● EXERCISE
Go through the records and report each line in which the word "bind" occurs.
(DATA FOR THE TASK)
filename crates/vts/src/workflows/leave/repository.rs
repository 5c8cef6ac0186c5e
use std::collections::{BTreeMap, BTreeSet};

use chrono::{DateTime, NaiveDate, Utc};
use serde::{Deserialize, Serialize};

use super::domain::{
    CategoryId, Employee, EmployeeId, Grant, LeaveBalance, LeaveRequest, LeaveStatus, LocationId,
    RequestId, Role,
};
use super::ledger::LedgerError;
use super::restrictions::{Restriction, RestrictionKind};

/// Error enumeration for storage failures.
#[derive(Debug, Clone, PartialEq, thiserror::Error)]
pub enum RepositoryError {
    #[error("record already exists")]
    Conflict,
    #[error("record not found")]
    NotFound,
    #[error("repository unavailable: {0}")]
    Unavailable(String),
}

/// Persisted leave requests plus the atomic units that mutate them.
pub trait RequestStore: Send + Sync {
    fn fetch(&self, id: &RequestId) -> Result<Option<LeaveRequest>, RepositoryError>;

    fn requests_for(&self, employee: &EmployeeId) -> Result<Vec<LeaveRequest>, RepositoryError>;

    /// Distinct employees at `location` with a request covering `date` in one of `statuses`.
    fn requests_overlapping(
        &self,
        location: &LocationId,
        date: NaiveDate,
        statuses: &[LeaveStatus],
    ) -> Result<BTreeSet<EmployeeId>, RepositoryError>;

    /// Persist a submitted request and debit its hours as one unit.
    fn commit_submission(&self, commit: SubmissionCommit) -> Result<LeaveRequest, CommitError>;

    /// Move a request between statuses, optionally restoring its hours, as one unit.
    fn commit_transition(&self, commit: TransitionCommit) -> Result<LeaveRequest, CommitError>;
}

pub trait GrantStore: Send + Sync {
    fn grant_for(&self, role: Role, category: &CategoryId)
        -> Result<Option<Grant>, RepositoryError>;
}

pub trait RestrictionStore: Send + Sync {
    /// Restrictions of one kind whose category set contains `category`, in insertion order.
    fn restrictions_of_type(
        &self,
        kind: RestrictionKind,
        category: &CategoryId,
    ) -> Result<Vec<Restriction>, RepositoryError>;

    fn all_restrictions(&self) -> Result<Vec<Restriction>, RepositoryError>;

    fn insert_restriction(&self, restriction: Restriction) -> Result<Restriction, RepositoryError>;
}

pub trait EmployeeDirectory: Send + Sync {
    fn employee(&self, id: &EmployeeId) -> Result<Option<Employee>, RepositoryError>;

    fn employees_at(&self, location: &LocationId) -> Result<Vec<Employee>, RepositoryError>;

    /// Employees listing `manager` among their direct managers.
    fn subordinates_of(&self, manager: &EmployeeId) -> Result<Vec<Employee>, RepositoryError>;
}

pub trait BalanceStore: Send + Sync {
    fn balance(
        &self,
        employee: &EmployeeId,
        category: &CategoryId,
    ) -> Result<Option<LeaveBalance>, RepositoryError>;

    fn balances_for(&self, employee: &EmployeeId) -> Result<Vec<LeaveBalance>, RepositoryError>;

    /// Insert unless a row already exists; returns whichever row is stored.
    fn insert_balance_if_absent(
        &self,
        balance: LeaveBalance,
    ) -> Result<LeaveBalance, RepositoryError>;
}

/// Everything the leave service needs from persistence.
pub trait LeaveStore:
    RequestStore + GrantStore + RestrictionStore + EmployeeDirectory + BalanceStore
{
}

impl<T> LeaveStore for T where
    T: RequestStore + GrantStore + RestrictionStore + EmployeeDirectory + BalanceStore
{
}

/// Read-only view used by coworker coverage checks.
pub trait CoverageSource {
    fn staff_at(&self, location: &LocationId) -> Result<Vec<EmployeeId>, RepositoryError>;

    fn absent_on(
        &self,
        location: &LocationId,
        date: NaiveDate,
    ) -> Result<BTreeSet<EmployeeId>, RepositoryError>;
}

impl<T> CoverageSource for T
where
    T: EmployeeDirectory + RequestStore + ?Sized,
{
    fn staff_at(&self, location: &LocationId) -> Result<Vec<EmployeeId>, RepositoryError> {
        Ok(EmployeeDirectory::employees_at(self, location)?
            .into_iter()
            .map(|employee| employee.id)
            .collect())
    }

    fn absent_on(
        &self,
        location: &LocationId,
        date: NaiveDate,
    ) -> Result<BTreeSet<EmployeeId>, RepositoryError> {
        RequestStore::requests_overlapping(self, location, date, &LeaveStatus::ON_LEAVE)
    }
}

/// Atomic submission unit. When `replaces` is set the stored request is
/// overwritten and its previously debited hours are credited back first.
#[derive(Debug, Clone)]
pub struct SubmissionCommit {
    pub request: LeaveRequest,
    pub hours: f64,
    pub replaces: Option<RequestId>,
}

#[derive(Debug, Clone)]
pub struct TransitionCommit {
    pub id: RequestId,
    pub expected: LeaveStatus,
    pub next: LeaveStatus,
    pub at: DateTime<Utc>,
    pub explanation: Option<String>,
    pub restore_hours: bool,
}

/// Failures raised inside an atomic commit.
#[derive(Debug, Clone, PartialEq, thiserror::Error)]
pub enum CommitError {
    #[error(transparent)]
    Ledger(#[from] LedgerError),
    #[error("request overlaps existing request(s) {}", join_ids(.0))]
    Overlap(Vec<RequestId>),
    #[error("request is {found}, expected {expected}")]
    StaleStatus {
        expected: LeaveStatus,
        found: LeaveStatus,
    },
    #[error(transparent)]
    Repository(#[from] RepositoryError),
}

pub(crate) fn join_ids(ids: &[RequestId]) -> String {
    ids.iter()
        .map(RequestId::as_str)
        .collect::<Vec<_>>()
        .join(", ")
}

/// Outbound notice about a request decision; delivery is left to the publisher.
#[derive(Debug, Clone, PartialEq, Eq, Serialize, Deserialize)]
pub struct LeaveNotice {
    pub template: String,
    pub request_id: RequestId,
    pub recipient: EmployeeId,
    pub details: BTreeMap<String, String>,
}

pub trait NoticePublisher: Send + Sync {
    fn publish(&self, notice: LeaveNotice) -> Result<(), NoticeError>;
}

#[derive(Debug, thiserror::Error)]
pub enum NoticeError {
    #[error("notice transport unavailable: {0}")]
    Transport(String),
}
(End DATA FOR THE TASK)
(DATA FOR THE TASK)
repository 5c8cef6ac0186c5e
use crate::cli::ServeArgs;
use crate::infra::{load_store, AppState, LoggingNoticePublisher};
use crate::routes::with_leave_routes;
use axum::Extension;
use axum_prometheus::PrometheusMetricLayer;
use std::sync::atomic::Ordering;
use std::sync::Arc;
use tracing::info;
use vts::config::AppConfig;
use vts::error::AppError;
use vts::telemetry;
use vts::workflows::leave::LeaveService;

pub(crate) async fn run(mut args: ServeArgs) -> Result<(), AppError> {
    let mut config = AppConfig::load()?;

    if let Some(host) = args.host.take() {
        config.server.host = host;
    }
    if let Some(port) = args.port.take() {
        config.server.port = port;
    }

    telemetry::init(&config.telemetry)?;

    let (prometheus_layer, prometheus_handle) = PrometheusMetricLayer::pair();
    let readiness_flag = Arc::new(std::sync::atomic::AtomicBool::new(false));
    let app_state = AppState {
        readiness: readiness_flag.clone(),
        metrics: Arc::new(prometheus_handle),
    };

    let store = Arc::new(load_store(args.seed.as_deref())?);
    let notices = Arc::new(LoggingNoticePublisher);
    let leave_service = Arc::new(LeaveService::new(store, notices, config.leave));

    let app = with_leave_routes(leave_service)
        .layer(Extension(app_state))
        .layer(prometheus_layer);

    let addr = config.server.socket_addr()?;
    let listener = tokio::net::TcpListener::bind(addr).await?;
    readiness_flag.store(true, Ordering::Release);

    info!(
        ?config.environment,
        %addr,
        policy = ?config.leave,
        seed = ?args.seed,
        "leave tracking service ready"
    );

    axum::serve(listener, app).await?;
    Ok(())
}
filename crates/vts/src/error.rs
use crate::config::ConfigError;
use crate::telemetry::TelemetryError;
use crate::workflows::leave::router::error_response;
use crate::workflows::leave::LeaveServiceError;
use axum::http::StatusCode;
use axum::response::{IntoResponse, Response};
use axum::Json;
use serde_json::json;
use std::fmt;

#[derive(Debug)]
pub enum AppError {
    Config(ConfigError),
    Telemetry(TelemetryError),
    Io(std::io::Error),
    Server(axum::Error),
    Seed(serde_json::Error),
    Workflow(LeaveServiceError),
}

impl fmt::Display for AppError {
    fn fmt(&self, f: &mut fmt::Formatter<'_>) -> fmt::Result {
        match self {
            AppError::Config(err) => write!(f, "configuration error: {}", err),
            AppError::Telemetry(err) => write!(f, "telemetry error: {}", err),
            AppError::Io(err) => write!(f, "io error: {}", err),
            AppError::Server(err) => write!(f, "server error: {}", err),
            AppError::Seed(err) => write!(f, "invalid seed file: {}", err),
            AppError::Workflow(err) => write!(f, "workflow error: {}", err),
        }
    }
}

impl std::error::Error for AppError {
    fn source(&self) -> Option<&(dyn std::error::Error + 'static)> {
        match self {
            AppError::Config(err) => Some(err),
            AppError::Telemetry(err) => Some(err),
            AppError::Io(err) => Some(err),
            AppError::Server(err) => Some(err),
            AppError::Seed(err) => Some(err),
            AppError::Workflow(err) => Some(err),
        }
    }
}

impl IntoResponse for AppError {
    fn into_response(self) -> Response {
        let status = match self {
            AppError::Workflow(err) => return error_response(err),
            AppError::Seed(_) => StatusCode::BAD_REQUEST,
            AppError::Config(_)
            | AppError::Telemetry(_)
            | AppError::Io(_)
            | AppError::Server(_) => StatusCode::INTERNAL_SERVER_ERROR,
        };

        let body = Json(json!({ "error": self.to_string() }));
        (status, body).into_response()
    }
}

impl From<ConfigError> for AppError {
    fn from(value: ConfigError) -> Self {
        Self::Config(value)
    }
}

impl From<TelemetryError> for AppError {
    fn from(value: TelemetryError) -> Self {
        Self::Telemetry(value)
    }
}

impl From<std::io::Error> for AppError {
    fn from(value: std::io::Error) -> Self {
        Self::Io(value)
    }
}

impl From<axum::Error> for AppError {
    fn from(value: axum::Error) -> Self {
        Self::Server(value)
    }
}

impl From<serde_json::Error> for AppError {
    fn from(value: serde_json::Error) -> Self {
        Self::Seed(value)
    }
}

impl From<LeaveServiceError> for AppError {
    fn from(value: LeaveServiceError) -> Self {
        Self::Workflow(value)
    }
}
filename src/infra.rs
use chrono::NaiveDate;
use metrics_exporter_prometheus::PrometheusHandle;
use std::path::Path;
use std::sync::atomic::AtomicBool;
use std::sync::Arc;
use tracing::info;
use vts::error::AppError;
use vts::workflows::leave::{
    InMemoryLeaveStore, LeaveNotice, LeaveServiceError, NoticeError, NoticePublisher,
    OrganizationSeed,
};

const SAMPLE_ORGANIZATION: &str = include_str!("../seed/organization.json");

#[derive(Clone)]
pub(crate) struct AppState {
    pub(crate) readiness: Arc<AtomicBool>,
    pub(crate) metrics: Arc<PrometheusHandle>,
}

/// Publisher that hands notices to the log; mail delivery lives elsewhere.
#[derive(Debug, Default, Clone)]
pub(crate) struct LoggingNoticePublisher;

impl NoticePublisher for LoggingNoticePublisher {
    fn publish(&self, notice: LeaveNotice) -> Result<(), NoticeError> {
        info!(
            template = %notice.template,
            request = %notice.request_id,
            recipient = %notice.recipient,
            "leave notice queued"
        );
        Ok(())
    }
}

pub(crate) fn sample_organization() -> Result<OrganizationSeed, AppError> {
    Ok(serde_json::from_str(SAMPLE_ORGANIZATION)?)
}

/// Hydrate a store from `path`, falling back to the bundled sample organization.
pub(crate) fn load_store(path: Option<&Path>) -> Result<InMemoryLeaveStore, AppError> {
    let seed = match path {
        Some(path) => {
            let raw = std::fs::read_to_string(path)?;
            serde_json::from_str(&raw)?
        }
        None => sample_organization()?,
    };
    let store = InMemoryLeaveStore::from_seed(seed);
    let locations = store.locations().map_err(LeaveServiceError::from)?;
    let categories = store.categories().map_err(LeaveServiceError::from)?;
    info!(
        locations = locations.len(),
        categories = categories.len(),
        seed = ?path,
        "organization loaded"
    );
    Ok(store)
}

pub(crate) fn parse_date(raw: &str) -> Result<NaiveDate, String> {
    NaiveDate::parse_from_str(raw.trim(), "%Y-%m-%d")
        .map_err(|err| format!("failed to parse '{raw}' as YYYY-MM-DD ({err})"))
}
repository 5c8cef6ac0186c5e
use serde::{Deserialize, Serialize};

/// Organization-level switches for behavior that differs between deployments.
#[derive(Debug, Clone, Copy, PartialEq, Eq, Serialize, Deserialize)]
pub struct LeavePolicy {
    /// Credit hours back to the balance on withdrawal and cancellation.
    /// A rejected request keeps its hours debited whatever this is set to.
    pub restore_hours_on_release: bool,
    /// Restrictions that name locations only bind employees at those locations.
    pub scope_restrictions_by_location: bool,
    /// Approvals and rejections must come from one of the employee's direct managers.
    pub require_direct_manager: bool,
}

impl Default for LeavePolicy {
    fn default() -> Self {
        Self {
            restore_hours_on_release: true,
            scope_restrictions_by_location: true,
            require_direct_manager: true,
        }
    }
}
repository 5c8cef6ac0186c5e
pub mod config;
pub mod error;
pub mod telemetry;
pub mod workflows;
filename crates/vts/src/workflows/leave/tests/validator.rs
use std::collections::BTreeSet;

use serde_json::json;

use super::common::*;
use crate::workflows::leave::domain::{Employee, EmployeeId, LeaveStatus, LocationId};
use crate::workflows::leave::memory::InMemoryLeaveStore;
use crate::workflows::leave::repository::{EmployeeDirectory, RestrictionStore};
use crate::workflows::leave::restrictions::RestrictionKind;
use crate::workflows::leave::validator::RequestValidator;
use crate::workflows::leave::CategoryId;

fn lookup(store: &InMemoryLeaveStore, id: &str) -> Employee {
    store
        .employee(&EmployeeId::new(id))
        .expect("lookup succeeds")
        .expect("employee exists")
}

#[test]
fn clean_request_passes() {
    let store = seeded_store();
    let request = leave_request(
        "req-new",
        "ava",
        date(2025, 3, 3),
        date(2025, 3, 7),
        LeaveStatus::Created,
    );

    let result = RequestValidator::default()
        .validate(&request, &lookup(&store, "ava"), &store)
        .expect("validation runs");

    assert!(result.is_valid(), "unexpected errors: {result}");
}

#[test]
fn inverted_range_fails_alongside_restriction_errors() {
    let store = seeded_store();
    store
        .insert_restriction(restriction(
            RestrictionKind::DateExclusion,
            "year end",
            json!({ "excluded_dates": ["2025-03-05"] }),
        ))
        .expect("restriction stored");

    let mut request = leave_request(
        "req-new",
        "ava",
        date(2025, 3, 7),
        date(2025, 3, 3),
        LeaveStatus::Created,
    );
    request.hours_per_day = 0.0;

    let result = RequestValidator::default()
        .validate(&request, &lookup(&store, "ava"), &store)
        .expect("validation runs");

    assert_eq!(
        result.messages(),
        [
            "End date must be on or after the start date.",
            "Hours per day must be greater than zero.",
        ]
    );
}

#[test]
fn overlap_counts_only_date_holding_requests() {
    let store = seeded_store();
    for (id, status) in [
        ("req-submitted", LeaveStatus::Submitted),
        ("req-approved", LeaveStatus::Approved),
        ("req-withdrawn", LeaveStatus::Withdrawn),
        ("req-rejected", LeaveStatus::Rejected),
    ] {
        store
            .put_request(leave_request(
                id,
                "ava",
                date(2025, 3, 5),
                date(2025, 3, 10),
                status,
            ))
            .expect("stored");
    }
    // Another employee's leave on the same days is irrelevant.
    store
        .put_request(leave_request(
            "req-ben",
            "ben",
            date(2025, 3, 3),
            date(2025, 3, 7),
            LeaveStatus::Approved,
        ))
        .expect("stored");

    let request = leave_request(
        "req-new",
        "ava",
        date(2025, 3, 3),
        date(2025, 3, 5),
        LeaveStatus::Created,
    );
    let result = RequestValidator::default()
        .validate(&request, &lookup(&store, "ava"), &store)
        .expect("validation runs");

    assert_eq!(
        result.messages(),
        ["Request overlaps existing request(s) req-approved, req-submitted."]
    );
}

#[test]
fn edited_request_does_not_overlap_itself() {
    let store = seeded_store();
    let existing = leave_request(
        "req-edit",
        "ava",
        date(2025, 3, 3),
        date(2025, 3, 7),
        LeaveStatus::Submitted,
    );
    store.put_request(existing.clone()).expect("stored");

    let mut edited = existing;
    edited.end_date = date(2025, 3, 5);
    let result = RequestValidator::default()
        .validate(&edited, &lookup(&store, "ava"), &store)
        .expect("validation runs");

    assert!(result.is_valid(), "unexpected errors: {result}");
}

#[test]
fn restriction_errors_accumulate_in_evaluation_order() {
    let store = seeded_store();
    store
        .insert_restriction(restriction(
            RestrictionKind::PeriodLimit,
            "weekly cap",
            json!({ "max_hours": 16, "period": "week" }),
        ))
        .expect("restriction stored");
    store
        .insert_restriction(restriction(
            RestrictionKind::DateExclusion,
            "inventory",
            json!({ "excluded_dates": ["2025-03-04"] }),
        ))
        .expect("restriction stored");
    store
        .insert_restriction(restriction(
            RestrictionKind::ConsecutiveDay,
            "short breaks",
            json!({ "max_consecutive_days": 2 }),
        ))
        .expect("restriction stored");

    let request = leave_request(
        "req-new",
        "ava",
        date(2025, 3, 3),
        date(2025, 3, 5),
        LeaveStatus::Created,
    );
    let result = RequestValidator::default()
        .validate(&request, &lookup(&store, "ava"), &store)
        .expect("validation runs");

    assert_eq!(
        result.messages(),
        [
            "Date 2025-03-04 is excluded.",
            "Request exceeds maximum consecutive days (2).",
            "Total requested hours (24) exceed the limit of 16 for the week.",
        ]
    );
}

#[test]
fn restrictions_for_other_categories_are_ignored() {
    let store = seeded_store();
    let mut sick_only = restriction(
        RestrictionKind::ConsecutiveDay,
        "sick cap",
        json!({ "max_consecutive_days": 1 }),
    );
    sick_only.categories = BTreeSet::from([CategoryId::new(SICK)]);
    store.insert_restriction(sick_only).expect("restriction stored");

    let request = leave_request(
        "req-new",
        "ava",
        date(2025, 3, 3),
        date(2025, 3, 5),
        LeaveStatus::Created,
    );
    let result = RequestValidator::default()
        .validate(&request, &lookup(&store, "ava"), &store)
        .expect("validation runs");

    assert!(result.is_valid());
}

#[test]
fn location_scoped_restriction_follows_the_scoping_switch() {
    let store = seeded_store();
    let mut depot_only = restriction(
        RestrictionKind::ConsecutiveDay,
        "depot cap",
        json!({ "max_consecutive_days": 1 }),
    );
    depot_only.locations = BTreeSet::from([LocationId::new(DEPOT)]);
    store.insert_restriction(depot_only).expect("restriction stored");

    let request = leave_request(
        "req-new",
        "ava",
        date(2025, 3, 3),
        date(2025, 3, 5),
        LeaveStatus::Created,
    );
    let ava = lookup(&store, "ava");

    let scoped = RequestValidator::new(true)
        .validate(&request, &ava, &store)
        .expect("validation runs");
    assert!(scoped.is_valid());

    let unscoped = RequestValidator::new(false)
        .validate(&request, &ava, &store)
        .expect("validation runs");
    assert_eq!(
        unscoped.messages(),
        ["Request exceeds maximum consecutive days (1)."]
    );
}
(End DATA FOR THE TASK)
(DATA FOR THE TASK)
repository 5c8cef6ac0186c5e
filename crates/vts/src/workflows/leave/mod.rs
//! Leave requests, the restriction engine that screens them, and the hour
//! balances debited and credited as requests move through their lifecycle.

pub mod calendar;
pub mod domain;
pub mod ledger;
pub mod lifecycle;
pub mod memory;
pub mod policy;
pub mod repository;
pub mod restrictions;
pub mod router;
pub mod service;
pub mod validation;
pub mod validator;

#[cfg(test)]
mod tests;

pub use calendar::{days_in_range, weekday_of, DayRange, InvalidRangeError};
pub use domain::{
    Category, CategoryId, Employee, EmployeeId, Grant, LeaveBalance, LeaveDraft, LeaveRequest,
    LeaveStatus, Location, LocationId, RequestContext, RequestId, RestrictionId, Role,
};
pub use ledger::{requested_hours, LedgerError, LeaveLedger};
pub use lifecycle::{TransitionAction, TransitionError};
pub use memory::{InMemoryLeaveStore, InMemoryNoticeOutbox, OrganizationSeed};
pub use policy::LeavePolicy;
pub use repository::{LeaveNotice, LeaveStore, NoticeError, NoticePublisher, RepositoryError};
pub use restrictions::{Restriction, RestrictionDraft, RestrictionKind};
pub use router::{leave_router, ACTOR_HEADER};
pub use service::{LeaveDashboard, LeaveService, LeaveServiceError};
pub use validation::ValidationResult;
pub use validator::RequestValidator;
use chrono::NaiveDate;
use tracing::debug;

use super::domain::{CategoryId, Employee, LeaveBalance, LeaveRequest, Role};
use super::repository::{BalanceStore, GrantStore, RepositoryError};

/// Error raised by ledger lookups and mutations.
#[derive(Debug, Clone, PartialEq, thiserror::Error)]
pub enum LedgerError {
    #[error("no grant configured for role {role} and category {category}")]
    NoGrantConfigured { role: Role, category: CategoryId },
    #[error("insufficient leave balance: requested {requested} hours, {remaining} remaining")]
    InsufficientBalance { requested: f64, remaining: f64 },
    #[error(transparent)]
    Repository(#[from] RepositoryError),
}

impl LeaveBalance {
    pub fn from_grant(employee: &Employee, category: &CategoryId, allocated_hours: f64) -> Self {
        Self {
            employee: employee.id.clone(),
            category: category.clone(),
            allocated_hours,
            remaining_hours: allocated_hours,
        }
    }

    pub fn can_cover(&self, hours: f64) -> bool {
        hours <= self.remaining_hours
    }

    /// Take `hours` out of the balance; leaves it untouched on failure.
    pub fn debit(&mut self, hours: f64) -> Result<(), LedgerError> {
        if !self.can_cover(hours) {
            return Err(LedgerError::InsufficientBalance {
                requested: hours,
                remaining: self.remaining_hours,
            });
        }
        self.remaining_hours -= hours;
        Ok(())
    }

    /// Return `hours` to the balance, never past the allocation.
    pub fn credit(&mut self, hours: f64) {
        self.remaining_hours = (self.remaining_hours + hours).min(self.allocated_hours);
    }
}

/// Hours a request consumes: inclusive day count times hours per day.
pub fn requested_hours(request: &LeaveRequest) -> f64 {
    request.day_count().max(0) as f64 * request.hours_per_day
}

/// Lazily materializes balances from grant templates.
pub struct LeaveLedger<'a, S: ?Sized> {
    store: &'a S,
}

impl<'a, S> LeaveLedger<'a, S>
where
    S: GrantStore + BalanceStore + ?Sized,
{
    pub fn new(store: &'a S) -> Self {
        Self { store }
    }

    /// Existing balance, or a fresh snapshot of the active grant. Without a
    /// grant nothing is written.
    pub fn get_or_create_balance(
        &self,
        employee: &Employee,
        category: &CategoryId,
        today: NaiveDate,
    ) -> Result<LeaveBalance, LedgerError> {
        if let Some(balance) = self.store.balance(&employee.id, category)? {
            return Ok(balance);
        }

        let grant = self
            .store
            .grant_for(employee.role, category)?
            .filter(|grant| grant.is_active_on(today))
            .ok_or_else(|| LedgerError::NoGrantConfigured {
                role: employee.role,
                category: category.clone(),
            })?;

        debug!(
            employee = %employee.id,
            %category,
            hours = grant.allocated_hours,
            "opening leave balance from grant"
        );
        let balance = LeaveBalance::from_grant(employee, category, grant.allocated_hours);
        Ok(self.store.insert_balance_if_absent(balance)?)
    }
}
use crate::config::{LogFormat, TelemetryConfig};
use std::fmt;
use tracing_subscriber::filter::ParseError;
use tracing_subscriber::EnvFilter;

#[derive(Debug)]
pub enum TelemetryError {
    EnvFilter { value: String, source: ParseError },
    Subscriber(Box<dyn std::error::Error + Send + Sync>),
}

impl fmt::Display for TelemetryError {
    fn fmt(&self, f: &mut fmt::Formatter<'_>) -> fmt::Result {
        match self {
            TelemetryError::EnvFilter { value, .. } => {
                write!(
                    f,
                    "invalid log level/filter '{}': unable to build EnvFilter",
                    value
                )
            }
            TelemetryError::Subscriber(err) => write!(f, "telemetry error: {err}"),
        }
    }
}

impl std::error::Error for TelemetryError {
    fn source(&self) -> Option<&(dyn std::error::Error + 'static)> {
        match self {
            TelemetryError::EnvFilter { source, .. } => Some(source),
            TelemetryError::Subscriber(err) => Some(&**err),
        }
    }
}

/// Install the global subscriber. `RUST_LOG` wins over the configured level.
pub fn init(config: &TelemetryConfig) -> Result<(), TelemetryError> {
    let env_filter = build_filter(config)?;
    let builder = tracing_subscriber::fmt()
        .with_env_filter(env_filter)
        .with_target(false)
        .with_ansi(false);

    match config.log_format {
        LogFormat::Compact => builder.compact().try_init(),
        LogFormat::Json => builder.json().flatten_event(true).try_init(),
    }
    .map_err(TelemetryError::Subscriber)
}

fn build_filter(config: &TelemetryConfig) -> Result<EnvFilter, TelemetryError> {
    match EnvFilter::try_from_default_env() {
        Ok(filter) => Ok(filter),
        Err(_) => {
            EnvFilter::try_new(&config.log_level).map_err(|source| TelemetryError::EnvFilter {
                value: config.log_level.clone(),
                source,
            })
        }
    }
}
(End DATA FOR THE TASK)
● TASK ANSWER
    let listener = tokio::net::TcpListener::bind(addr).await?;
    /// Restrictions that name locations only bind employees at those locations.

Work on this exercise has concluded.